Check out our picks for some of the best indie and smaller budget games we have played to avoid the real world in 2020.

Hope Corrigan
Hope Corrigan
8 min read
Byteside's favourite indie games of 2020

Indies have been huge this year, and easily taken the place of some of our favourite games in 2020. If you're looking to check out some games made by smaller teams, then absolutely give these a look.

Hope’s Picks

No Straight Roads

Developer: Metronomik
Publisher: Sold Out Games
Genre: Rock Opera
Platforms: PC, PS4, Xbox One, Switch

The best use of music in an action game you’ll ever see, and fully equipped for Christmas.

I have ummed and ahhed about this for weeks but No Straight Roads is probably my personal favourite game of the year. It’s buggy, it has some lame levels, two player is an exercise in learning to hate your partner. And I still love it.

Partly because I listen to the music, basically all the time. It’s great, you should do that too.

But it’s just such a cool experience. The sheer level of style in this game is so powerful that it deserves respect. The voice acting is lovely and the characters really grow on you. But best of all, playing it makes you feel at one with its incredible soundtrack.

Playing through the boss battles when I just want to have a wonderful experience is still so satisfying and engaging. I can’t get enough.


Spiritfarer

Developer: Thunder Lotus Games
Publisher: Thunder Lotus
Genre: Management sim/platformer/heart expander
Platforms: PC, Xbox One, PS4, Switch

Create and captain a ship of souls until you long for a better life.

Spiritfarer hit me in a way basically no game ever has before. I don’t think I’ve ever seen a game deliver so well on every aspect of what it’s trying to achieve. It’s a beautiful, poignant, light, fun, dark, and breezy adventure.
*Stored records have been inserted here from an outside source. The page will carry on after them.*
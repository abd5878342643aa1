//! Content plan document
//!
//! A [`ContentPlan`] is produced fresh for every generation attempt. Identity
//! fields (`primary_username`, `platform`, `competitors`) are stamped from the
//! [`AccountContext`] and never read back from model output.
//!
//! The four `next_post_prediction` fields (`caption`, `hashtags`,
//! `image_prompt`, `call_to_action`) are read verbatim by downstream stages
//! and keep their names.

use crate::account::{AccountContext, AccountType, Platform};
use chrono::{DateTime, Utc};
use indexmap::IndexMap;
use schemars::JsonSchema;
use serde::{Deserialize, Serialize};

#[allow(clippy::trivially_copy_pass_by_ref)]
fn is_false(b: &bool) -> bool {
    !*b
}

/// Predicted next post
#[derive(Debug, Clone, PartialEq, Serialize, Deserialize, JsonSchema)]
pub struct NextPostPrediction {
    /// Main post text (`tweet_text` on Twitter)
    #[serde(alias = "tweet_text")]
    pub caption: String,
    pub hashtags: Vec<String>,
    pub image_prompt: String,
    pub call_to_action: String,
    /// Stand-in substituted after a generation failure
    #[serde(default, skip_serializing_if = "is_false")]
    #[schemars(skip)]
    pub placeholder: bool,
}

impl NextPostPrediction {
    /// Minimal stand-in used when generation fails
    #[must_use]
    pub fn placeholder() -> Self {
        Self {
            caption: String::new(),
            hashtags: Vec::new(),
            image_prompt: String::new(),
            call_to_action: String::new(),
            placeholder: true,
        }
    }
}

/// Improvement recommendations for the primary account
#[derive(Debug, Clone, PartialEq, Serialize, Deserialize, JsonSchema)]
pub struct ImprovementRecommendations {
    pub recommendations: Vec<String>,
    #[serde(default, skip_serializing_if = "is_false")]
    #[schemars(skip)]
    pub placeholder: bool,
}

impl ImprovementRecommendations {
    #[must_use]
    pub fn placeholder() -> Self {
        Self {
            recommendations: Vec::new(),
            placeholder: true,
        }
    }
}

/// Analysis of one competitor
#[derive(Debug, Clone, PartialEq, Serialize, Deserialize, JsonSchema)]
pub struct CompetitorAnalysis {
    pub overview: String,
    pub strengths: Vec<String>,
    pub vulnerabilities: Vec<String>,
    #[serde(default)]
    pub counter_strategies: Vec<String>,
    /// Mean engagement of the resolved posts, stamped by the assembler
    #[serde(default, skip_serializing_if = "Option::is_none")]
    #[schemars(skip)]
    pub average_engagement: Option<f64>,
    /// Storage path the competitor's posts came from
    #[serde(default, skip_serializing_if = "Option::is_none")]
    #[schemars(skip)]
    pub data_source: Option<String>,
    #[serde(default, skip_serializing_if = "is_false")]
    #[schemars(skip)]
    pub placeholder: bool,
}

impl CompetitorAnalysis {
    #[must_use]
    pub fn placeholder() -> Self {
        Self {
            overview: String::new(),
            strengths: Vec::new(),
            vulnerabilities: Vec::new(),
            counter_strategies: Vec::new(),
            average_engagement: None,
            data_source: None,
            placeholder: true,
        }
    }
}

/// Cross-competitor intelligence summary
#[derive(Debug, Clone, Default, PartialEq, Serialize, Deserialize, JsonSchema)]
pub struct CompetitiveIntelligence {
    pub summary: String,
    pub opportunities: Vec<String>,
    #[serde(default)]
    pub threats: Vec<String>,
}

impl CompetitiveIntelligence {
    /// No summary and no opportunities
    #[must_use]
    pub fn is_empty(&self) -> bool {
        self.summary.trim().is_empty() && self.opportunities.is_empty()
    }
}

/// Top-level recommendation section
#[derive(Debug, Clone, PartialEq, Serialize, Deserialize, JsonSchema)]
pub struct Recommendation {
    pub competitive_intelligence: CompetitiveIntelligence,
    #[serde(default, skip_serializing_if = "is_false")]
    #[schemars(skip)]
    pub placeholder: bool,
}

impl Recommendation {
    #[must_use]
    pub fn placeholder() -> Self {
        Self {
            competitive_intelligence: CompetitiveIntelligence::default(),
            placeholder: true,
        }
    }
}

/// What data a plan was built from
#[derive(Debug, Clone, Copy, PartialEq, Eq, Default, Serialize, Deserialize)]
#[serde(rename_all = "snake_case")]
pub enum DataBasis {
    #[default]
    PrimaryAndCompetitors,
    CompetitorsOnly,
}

/// Final status written with a persisted plan
#[derive(Debug, Clone, Copy, PartialEq, Eq, Serialize, Deserialize)]
#[serde(rename_all = "SCREAMING_SNAKE_CASE")]
pub enum OverallStatus {
    Verified,
    Failed,
}

/// Validation envelope attached at export time
#[derive(Debug, Clone, PartialEq, Eq, Serialize, Deserialize)]
pub struct ValidationSummary {
    pub overall_status: OverallStatus,
    pub issues: Vec<String>,
    pub attempts_used: u32,
}

/// Assembled content plan
#[derive(Debug, Clone, PartialEq, Serialize, Deserialize)]
pub struct ContentPlan {
    pub primary_username: String,
    pub platform: Platform,
    pub competitors: Vec<String>,
    #[serde(default)]
    pub account_type: AccountType,
    #[serde(default, skip_serializing_if = "Option::is_none")]
    pub posting_style: Option<String>,
    #[serde(default)]
    pub data_basis: DataBasis,
    #[serde(default, skip_serializing_if = "Option::is_none")]
    pub warning: Option<String>,
    #[serde(default)]
    pub next_post_prediction: Option<NextPostPrediction>,
    #[serde(default)]
    pub improvement_recommendations: Option<ImprovementRecommendations>,
    #[serde(default)]
    pub competitor_analysis: IndexMap<String, CompetitorAnalysis>,
    #[serde(default)]
    pub recommendation: Option<Recommendation>,
    #[serde(default)]
    pub attempt: u32,
    pub generated_at: DateTime<Utc>,
    #[serde(default, skip_serializing_if = "Option::is_none")]
    pub validation: Option<ValidationSummary>,
}

impl ContentPlan {
    /// Empty plan with identity fields stamped from `context`
    #[must_use]
    pub fn for_context(context: &AccountContext, account_type: AccountType, attempt: u32) -> Self {
        Self {
            primary_username: context.primary_username.clone(),
            platform: context.platform,
            competitors: context.competitors.clone(),
            account_type,
            posting_style: context.posting_style.clone(),
            data_basis: DataBasis::PrimaryAndCompetitors,
            warning: None,
            next_post_prediction: None,
            improvement_recommendations: None,
            competitor_analysis: IndexMap::new(),
            recommendation: None,
            attempt,
            generated_at: Utc::now(),
            validation: None,
        }
    }

    /// Mark as built without primary data
    #[must_use]
    pub fn competitors_only(mut self, warning: impl Into<String>) -> Self {
        self.data_basis = DataBasis::CompetitorsOnly;
        self.warning = Some(warning.into());
        self
    }

    /// Names of modules that hold generation stand-ins
    #[must_use]
    pub fn placeholder_modules(&self) -> Vec<String> {
        let mut out = Vec::new();
        if self.next_post_prediction.as_ref().is_some_and(|m| m.placeholder) {
            out.push("next_post_prediction".to_string());
        }
        if self
            .improvement_recommendations
            .as_ref()
            .is_some_and(|m| m.placeholder)
        {
            out.push("improvement_recommendations".to_string());
        }
        for (name, analysis) in &self.competitor_analysis {
            if analysis.placeholder {
                out.push(format!("competitor_analysis.{name}"));
            }
        }
        if self.recommendation.as_ref().is_some_and(|m| m.placeholder) {
            out.push("recommendation".to_string());
        }
        out
    }

    /// Attach the validation envelope
    #[must_use]
    pub fn with_validation(mut self, summary: ValidationSummary) -> Self {
        self.validation = Some(summary);
        self
    }
}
I remember when I stopped playing Spiritfarer I felt so empty. I was so ingrained in the life I’d created for myself in this world. So in love with my ship, my adventure, my journey. I had a distinct moment where I thought that I would give up every inch of my material life to lead one like this one instead. I longed to be the Spiritfarer.
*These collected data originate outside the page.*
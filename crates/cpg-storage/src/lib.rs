//! CPG Storage - blob storage and competitor data resolution
//!
//! Provides:
//! - [`BlobStore`]: `get_json` / `put_json` / `list` capability
//! - [`MemoryBlobStore`] and [`FsBlobStore`] backends
//! - [`layout`]: every storage key the pipeline reads or writes
//! - [`CompetitorResolver`]: priority-ordered, failure-isolated lookups

#![warn(unreachable_pub)]
#![allow(missing_docs)]

pub mod blob;
pub mod error;
pub mod layout;
pub mod resolver;

pub use blob::{BlobStore, FsBlobStore, MemoryBlobStore};
pub use error::{Result, StorageError};
pub use resolver::{CompetitorResolver, PrimaryData, DEFAULT_LOOKUP_TIMEOUT};

/// Version of this crate
pub const VERSION: &str = env!("CARGO_PKG_VERSION");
No Straight Road takes out my favourite game of the year, but Spiritifarer was the best game I played this year. To me, in many ways, it was perfect.


The Pathless

Developer: Giant Squid
Publisher: Annapurna Interactive
Genre: Puzzle Platformer
Platforms: PC, PS4/5, Apple Arcade, Mac

Experience elegance as a spiritual hunter fighting to bring back the light.
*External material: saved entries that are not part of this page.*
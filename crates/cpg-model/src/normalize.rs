//! Raw post normalizer
//!
//! Scraped data lands in storage in several shapes:
//! - a list of post objects
//! - a list of profile objects carrying `latestPosts` / `posts`
//! - an object with a `posts` key
//!
//! [`normalize_posts`] folds all of them into [`NormalizedPosts`] so callers
//! never branch on JSON shape themselves.

use crate::account::ProfileSnapshot;
use crate::post::Post;
use chrono::{DateTime, TimeZone, Utc};
use serde_json::Value;

const NESTED_POST_KEYS: [&str; 4] = ["posts", "latestPosts", "tweets", "data"];
const TEXT_KEYS: [&str; 5] = ["caption", "text", "full_text", "message", "tweet_text"];
const LIKE_KEYS: [&str; 6] = [
    "likes",
    "likesCount",
    "likeCount",
    "favorite_count",
    "favoriteCount",
    "reactions",
];
const COMMENT_KEYS: [&str; 5] = [
    "comments",
    "commentsCount",
    "replyCount",
    "reply_count",
    "comments_count",
];
const TIME_KEYS: [&str; 5] = ["timestamp", "createdAt", "created_at", "time", "date"];
const ID_KEYS: [&str; 5] = ["id", "post_id", "id_str", "shortCode", "postId"];

/// Result of normalizing one stored document
#[derive(Debug, Clone, PartialEq)]
pub enum NormalizedPosts {
    /// At least one usable post
    Found(Vec<Post>),
    /// Recognised shape, but no usable posts
    Empty,
    /// Unrecognised shape; raw document kept for diagnostics
    SchemaMismatch(Value),
}

impl NormalizedPosts {
    /// Posts, or an empty list for `Empty` / `SchemaMismatch`
    #[must_use]
    pub fn into_posts(self) -> Vec<Post> {
        match self {
            Self::Found(posts) => posts,
            Self::Empty | Self::SchemaMismatch(_) => Vec::new(),
        }
    }

    #[inline]
    #[must_use]
    pub fn is_found(&self) -> bool {
        matches!(self, Self::Found(_))
    }
}

/// Normalize a stored document into posts owned by `owner`
#[must_use]
pub fn normalize_posts(raw: &Value, owner: &str, is_competitor: bool) -> NormalizedPosts {
    let Some(candidates) = post_candidates(raw) else {
        return NormalizedPosts::SchemaMismatch(raw.clone());
    };

    let posts: Vec<Post> = candidates
        .into_iter()
        .filter_map(|v| parse_post(v, owner, is_competitor))
        .collect();

    if posts.is_empty() {
        NormalizedPosts::Empty
    } else {
        NormalizedPosts::Found(posts)
    }
}

/// Pull profile fields out of a scraped document, if present
#[must_use]
pub fn extract_profile(raw: &Value, username: &str) -> Option<ProfileSnapshot> {
    let candidate = match raw {
        Value::Array(items) => items.iter().find(|v| is_profile(v)),
        Value::Object(_) if is_profile(raw) => Some(raw),
        Value::Object(map) => map.get("profile").filter(|v| v.is_object()),
        _ => None,
    }?;

    Some(ProfileSnapshot {
        username: str_field(candidate, &["username", "screen_name"])
            .unwrap_or(username)
            .to_string(),
        full_name: str_field(candidate, &["fullName", "full_name", "name"])
            .unwrap_or_default()
            .to_string(),
        biography: str_field(candidate, &["biography", "bio", "description", "about"])
            .unwrap_or_default()
            .to_string(),
        is_business: candidate
            .get("isBusinessAccount")
            .or_else(|| candidate.get("is_business"))
            .and_then(Value::as_bool),
        category: str_field(candidate, &["businessCategoryName", "category"]).map(str::to_string),
    })
}

fn is_profile(v: &Value) -> bool {
    v.is_object()
        && ["biography", "bio", "fullName", "followersCount", "isBusinessAccount"]
            .iter()
            .any(|k| v.get(k).is_some())
}

fn nested_posts(v: &Value) -> Option<&Vec<Value>> {
    NESTED_POST_KEYS
        .iter()
        .find_map(|k| v.get(k).and_then(Value::as_array))
}

fn post_candidates(raw: &Value) -> Option<Vec<&Value>> {
    match raw {
        Value::Null => Some(Vec::new()),
        Value::Array(items) => {
            let mut out = Vec::new();
            for item in items {
                if let Some(nested) = nested_posts(item) {
                    out.extend(nested.iter());
                } else if item.is_object() {
                    out.push(item);
                }
            }
            Some(out)
        }
        Value::Object(_) => nested_posts(raw).map(|posts| posts.iter().collect()),
        _ => None,
    }
}

fn parse_post(v: &Value, owner: &str, is_competitor: bool) -> Option<Post> {
    let text = str_field(v, &TEXT_KEYS)?.trim();
    if text.is_empty() {
        return None;
    }

    let id = ID_KEYS
        .iter()
        .find_map(|k| match v.get(k) {
            Some(Value::String(s)) if !s.is_empty() => Some(s.clone()),
            Some(Value::Number(n)) => Some(n.to_string()),
            _ => None,
        })
        .unwrap_or_else(|| fallback_id(owner, text));

    let mut post = Post::new(id, owner, text)
        .with_likes(count_field(v, &LIKE_KEYS))
        .with_comments(count_field(v, &COMMENT_KEYS))
        .as_competitor(is_competitor);

    if let Some(tags) = v.get("hashtags").and_then(Value::as_array) {
        post = post.with_hashtags(tags.iter().filter_map(Value::as_str));
    }
    if let Some(ts) = TIME_KEYS.iter().find_map(|k| v.get(k).and_then(parse_time)) {
        post = post.with_timestamp(ts);
    }

    Some(post)
}

fn str_field<'a>(v: &'a Value, keys: &[&str]) -> Option<&'a str> {
    keys.iter().find_map(|k| v.get(k).and_then(Value::as_str))
}

#[allow(clippy::cast_possible_truncation, clippy::cast_sign_loss)]
fn count_field(v: &Value, keys: &[&str]) -> u64 {
    keys.iter()
        .find_map(|k| match v.get(k)? {
            Value::Number(n) => n
                .as_u64()
                .or_else(|| n.as_f64().filter(|f| *f >= 0.0).map(|f| f as u64)),
            Value::String(s) => s.trim().replace(',', "").parse().ok(),
            _ => None,
        })
        .unwrap_or(0)
}

fn parse_time(v: &Value) -> Option<DateTime<Utc>> {
    match v {
        Value::String(s) => DateTime::parse_from_rfc3339(s)
            .or_else(|_| DateTime::parse_from_str(s, "%a %b %d %H:%M:%S %z %Y"))
            .map(|dt| dt.with_timezone(&Utc))
            .ok(),
        Value::Number(n) => n
            .as_i64()
            .and_then(|secs| Utc.timestamp_opt(secs, 0).single()),
        _ => None,
    }
}

fn fallback_id(owner: &str, text: &str) -> String {
    let mut hasher = blake3::Hasher::new();
    hasher.update(owner.as_bytes());
    hasher.update(&[0]);
    hasher.update(text.as_bytes());
    hasher.finalize().to_hex()[..16].to_string()
}

#[cfg(test)]
mod tests {
    use super::*;
    use pretty_assertions::assert_eq;
    use serde_json::json;

    #[test]
    fn instagram_profile_list_with_latest_posts() {
        let raw = json!([{
            "username": "fentybeauty",
            "biography": "Beauty for all",
            "isBusinessAccount": true,
            "latestPosts": [
                { "id": "p1", "caption": "Gloss Bomb is back #glossbomb", "likesCount": 100,
                  "commentsCount": 5, "timestamp": "2024-05-01T10:00:00.000Z", "hashtags": ["summer"] },
                { "id": "p2", "caption": "", "likesCount": 50 }
            ]
        }]);

        let NormalizedPosts::Found(posts) = normalize_posts(&raw, "fentybeauty", false) else {
            panic!("expected posts");
        };
        assert_eq!(posts.len(), 1);
        assert_eq!(posts[0].engagement(), 105);
        assert!(posts[0].hashtags().contains("glossbomb"));
        assert!(posts[0].hashtags().contains("summer"));
        assert!(posts[0].timestamp().is_some());

        let profile = extract_profile(&raw, "fentybeauty").unwrap();
        assert_eq!(profile.biography, "Beauty for all");
        assert_eq!(profile.is_business, Some(true));
    }

    #[test]
    fn twitter_tweet_list() {
        let raw = json!([
            { "id_str": "17", "full_text": "Backprop still works", "favorite_count": 900,
              "reply_count": "1,200", "created_at": "Wed Oct 10 20:19:24 +0000 2018" }
        ]);
        let posts = normalize_posts(&raw, "geoffreyhinton", true).into_posts();
        assert_eq!(posts[0].id(), "17");
        assert_eq!(posts[0].engagement(), 2100);
        assert!(posts[0].is_competitor());
        assert!(posts[0].timestamp().is_some());
    }

    #[test]
    fn object_with_posts_key() {
        let raw = json!({ "posts": [{ "text": "hello there", "likes": 3, "timestamp": 1_700_000_000 }] });
        let posts = normalize_posts(&raw, "u", false).into_posts();
        assert_eq!(posts.len(), 1);
        assert_eq!(posts[0].id().len(), 16);
    }

    #[test]
    fn empty_and_mismatch_are_distinct() {
        assert_eq!(normalize_posts(&json!([]), "u", false), NormalizedPosts::Empty);
        assert_eq!(normalize_posts(&json!({ "posts": [] }), "u", false), NormalizedPosts::Empty);
        assert!(matches!(
            normalize_posts(&json!({ "followers": 10 }), "u", false),
            NormalizedPosts::SchemaMismatch(_)
        ));
        assert!(matches!(
            normalize_posts(&json!("oops"), "u", false),
            NormalizedPosts::SchemaMismatch(_)
        ));
    }
}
I’ve gotta admit I’m a sucker for good traversal in games so The Pathless won me over instantly. In this game you run, and regenerate stamina by shooting floating talismans all around you which auto target. Once your arrow hits them, you get a boost as well. It’s a constant alternation of running and shooting which propels you across this beautifully eerie world.

If getting around feels good then I’m usually a pretty happy camper and this system has such good flow to it that I can’t help but be all in.

The main premise is you’re a hunter, fighting back against an evil god and restoring the spirits in your forest. To do this you’ll complete puzzles to restore towers and take on corrupted spirits. You also have an Eagle spirit companion who helps you in your journey and also lets you give her really tactile feeling pets.

There’s no death and no time limit. It does wind up having a bit less substance than I’d like, but it’s a cathartic experience of elegance I couldn’t ignore in 2020.

Special Mentions

I have played precisely 30 minutes of Hades and had to stop because I did not have time to lose my life to that beautiful looking game. Ring of Pain is the coolest and creepiest card based roguelike I’ve ever played.


Chris’s Picks

Hades

Developer: Supergiant Games
Publisher: Supergiant Games
Genre: Action roguelike
Platforms: PC, PS4, Xbox One, Nintendo Switch

Fight your way through the Greek underworld with the help of the gods and piss your dad off while doing so.

Who would've thought: a game adored by critics and the public alike that was made without harmful working practices? Yes, Supergiant Games has done it again, they've made another fantastic game, all while looking after the people who worked on it.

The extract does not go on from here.